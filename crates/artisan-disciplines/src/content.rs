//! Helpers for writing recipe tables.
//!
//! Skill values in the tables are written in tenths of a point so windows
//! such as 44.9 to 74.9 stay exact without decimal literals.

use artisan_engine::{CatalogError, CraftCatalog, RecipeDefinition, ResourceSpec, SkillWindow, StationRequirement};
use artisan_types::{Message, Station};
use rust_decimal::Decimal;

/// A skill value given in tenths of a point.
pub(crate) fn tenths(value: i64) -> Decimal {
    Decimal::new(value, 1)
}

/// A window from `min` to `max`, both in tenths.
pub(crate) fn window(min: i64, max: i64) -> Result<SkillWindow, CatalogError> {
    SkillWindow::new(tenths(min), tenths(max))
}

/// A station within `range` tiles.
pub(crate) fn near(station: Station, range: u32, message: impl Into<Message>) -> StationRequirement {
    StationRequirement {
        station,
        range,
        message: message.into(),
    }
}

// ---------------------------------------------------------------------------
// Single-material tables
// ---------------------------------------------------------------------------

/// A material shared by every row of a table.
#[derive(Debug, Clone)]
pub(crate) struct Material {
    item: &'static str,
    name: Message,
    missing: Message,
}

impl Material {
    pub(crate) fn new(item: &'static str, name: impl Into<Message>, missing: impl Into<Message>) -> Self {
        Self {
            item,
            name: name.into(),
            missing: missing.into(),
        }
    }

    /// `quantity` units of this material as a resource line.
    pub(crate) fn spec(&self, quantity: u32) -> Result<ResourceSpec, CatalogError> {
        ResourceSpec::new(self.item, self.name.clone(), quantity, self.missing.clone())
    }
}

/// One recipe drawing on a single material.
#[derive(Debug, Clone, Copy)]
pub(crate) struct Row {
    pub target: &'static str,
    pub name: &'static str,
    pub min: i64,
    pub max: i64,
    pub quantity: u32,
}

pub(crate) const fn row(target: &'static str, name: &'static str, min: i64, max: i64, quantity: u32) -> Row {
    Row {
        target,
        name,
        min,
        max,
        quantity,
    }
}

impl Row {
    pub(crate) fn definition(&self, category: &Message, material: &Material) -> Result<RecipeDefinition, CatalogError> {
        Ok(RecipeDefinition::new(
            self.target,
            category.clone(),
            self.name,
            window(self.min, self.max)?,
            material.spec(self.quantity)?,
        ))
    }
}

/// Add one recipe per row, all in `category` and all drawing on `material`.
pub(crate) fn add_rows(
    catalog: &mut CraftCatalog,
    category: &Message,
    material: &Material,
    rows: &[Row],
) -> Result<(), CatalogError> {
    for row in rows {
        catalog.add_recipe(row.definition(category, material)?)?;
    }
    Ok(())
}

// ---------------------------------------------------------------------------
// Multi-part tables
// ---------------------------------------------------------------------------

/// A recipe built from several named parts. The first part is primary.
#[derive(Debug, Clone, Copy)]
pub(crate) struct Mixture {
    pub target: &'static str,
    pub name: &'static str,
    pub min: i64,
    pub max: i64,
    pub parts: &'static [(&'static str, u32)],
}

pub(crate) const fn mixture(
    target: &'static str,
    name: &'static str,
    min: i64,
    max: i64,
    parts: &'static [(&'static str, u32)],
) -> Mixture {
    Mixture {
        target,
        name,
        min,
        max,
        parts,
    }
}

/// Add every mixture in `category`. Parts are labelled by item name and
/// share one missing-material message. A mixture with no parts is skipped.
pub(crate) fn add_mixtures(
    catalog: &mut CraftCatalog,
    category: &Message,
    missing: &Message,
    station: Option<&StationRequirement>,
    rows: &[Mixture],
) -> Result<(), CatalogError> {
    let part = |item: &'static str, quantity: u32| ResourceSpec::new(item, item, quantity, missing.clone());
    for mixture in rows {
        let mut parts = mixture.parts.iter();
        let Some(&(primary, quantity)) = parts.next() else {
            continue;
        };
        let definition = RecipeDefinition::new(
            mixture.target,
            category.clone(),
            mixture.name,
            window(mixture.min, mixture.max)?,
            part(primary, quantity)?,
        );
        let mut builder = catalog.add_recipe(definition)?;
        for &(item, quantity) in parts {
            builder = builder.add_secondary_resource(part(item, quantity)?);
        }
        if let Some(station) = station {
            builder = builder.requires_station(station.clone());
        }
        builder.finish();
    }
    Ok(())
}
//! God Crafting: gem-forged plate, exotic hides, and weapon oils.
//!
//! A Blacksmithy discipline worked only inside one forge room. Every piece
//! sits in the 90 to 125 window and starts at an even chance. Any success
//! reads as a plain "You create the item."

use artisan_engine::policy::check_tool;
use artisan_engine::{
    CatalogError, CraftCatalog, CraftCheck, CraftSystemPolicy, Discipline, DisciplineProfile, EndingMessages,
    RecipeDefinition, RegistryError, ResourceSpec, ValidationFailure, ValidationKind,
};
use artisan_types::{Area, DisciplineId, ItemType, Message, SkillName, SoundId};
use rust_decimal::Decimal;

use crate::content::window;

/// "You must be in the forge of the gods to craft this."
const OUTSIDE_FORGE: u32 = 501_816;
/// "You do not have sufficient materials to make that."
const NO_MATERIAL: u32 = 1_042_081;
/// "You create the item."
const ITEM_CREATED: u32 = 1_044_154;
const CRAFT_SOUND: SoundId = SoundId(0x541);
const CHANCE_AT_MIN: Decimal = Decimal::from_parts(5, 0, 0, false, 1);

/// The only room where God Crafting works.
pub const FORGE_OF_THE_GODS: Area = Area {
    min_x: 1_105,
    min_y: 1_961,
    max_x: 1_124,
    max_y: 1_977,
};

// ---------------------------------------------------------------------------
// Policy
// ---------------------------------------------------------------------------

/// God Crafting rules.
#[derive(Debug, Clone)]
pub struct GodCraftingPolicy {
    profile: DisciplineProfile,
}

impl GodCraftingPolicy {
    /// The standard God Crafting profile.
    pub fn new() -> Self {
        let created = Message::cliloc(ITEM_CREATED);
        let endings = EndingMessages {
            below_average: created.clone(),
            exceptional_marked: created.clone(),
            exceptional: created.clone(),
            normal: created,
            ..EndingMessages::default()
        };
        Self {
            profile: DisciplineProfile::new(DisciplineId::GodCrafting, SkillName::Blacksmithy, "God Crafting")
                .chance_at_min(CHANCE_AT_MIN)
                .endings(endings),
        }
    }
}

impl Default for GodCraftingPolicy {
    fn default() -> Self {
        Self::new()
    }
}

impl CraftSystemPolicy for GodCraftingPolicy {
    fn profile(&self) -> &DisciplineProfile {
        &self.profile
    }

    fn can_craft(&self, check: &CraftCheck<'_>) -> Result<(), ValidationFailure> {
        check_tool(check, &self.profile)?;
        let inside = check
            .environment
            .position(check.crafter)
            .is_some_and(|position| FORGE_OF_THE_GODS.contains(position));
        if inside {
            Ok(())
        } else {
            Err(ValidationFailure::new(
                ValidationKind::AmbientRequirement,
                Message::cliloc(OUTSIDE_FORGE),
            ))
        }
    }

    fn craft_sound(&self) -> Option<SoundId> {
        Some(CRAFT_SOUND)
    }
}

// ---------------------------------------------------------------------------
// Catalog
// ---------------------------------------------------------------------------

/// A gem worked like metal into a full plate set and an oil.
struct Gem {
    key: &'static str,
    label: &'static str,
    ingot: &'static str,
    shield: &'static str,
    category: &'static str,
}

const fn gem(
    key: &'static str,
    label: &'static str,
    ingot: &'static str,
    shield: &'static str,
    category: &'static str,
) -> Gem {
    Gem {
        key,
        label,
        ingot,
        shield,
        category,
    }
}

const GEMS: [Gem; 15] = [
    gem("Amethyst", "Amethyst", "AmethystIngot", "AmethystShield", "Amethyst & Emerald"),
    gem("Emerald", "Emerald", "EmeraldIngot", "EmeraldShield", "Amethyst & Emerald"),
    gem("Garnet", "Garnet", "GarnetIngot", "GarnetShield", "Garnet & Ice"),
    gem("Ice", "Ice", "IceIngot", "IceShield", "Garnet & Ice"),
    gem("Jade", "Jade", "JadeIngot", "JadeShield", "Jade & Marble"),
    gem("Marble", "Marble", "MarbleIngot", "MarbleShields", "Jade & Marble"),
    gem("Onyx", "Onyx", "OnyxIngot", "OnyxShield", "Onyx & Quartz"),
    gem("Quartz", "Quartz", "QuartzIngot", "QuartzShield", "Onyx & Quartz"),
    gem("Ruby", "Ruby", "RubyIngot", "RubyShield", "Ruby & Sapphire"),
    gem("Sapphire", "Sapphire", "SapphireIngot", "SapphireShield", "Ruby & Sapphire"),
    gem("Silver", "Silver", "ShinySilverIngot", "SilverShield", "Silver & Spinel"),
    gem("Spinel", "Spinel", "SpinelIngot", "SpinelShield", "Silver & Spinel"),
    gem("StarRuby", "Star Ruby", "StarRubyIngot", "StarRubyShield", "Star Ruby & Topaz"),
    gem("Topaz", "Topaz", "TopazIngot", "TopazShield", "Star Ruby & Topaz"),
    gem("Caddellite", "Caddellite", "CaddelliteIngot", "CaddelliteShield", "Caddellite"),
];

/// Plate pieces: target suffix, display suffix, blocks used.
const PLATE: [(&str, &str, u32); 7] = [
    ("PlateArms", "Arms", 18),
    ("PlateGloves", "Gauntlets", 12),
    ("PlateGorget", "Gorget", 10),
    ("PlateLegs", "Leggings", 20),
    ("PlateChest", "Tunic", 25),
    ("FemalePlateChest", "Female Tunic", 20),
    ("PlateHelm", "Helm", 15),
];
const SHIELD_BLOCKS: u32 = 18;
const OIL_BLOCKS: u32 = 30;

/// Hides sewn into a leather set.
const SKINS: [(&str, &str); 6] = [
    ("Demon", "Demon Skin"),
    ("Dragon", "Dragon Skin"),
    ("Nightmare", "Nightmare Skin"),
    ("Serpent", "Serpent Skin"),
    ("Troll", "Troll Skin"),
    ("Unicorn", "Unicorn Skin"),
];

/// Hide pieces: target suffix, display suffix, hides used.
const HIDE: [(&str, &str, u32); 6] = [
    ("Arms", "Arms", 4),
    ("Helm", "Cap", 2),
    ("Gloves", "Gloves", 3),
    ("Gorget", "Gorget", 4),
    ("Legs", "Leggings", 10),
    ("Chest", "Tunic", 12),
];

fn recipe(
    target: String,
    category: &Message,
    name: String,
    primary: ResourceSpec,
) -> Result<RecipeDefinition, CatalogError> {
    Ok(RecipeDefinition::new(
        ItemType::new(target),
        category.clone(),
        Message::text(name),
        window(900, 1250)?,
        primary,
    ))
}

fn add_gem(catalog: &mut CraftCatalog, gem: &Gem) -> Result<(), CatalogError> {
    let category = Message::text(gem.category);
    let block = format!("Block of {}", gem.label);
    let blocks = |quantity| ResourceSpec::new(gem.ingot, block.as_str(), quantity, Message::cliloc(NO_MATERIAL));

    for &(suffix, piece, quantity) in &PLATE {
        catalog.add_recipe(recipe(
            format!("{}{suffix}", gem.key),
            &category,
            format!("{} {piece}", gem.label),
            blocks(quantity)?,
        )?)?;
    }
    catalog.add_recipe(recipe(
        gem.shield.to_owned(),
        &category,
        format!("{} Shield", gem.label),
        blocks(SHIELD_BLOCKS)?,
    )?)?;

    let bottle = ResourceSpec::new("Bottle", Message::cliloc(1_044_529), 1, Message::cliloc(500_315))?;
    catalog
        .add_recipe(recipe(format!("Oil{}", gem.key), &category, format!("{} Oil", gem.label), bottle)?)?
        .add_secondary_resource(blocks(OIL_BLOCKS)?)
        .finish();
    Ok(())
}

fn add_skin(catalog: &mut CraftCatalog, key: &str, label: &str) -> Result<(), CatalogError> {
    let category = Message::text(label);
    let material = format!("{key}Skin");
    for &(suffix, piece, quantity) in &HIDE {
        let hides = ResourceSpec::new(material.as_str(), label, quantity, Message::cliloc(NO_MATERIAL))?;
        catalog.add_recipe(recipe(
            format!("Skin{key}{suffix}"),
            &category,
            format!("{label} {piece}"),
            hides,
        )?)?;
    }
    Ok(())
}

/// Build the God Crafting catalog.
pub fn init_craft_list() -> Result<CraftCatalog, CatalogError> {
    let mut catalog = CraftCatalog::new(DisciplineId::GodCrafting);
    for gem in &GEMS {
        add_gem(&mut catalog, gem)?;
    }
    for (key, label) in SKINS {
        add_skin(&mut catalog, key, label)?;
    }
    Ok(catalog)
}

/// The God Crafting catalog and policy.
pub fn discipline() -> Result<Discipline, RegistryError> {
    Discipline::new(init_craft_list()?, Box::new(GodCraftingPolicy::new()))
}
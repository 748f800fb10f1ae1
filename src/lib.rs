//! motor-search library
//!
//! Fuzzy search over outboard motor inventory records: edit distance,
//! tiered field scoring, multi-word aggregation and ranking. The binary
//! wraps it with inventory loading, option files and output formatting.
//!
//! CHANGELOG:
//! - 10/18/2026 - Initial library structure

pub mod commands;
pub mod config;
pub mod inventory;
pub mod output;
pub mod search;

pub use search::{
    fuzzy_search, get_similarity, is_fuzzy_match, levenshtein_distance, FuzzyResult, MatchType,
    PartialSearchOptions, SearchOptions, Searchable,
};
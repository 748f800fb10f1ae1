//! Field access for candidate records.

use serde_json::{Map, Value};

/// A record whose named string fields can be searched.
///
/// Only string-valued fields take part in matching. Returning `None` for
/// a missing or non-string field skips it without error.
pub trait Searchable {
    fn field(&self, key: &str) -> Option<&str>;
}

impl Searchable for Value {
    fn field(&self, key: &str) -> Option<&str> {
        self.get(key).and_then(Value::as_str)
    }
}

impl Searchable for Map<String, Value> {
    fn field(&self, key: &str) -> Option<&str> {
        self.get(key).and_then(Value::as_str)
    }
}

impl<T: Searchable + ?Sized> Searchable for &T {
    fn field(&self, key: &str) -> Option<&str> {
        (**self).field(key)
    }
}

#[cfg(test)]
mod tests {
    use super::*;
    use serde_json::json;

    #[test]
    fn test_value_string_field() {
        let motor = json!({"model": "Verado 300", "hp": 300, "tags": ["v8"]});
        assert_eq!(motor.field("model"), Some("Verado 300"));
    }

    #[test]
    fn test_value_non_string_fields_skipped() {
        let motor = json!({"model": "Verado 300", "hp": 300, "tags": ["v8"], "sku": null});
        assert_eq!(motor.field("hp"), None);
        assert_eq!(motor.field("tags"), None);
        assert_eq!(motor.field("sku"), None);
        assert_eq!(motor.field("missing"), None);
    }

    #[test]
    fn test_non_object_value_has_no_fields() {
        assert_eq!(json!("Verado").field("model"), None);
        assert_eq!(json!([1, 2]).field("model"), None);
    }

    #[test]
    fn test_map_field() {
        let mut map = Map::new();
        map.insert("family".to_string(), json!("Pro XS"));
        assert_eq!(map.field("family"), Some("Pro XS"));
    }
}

#### Requirement:
Pull out every line holding "Leggings" from the records above, and copy it.

#### Finished exercise:
    ("PlateLegs", "Leggings", 20),
    ("Legs", "Leggings", 10),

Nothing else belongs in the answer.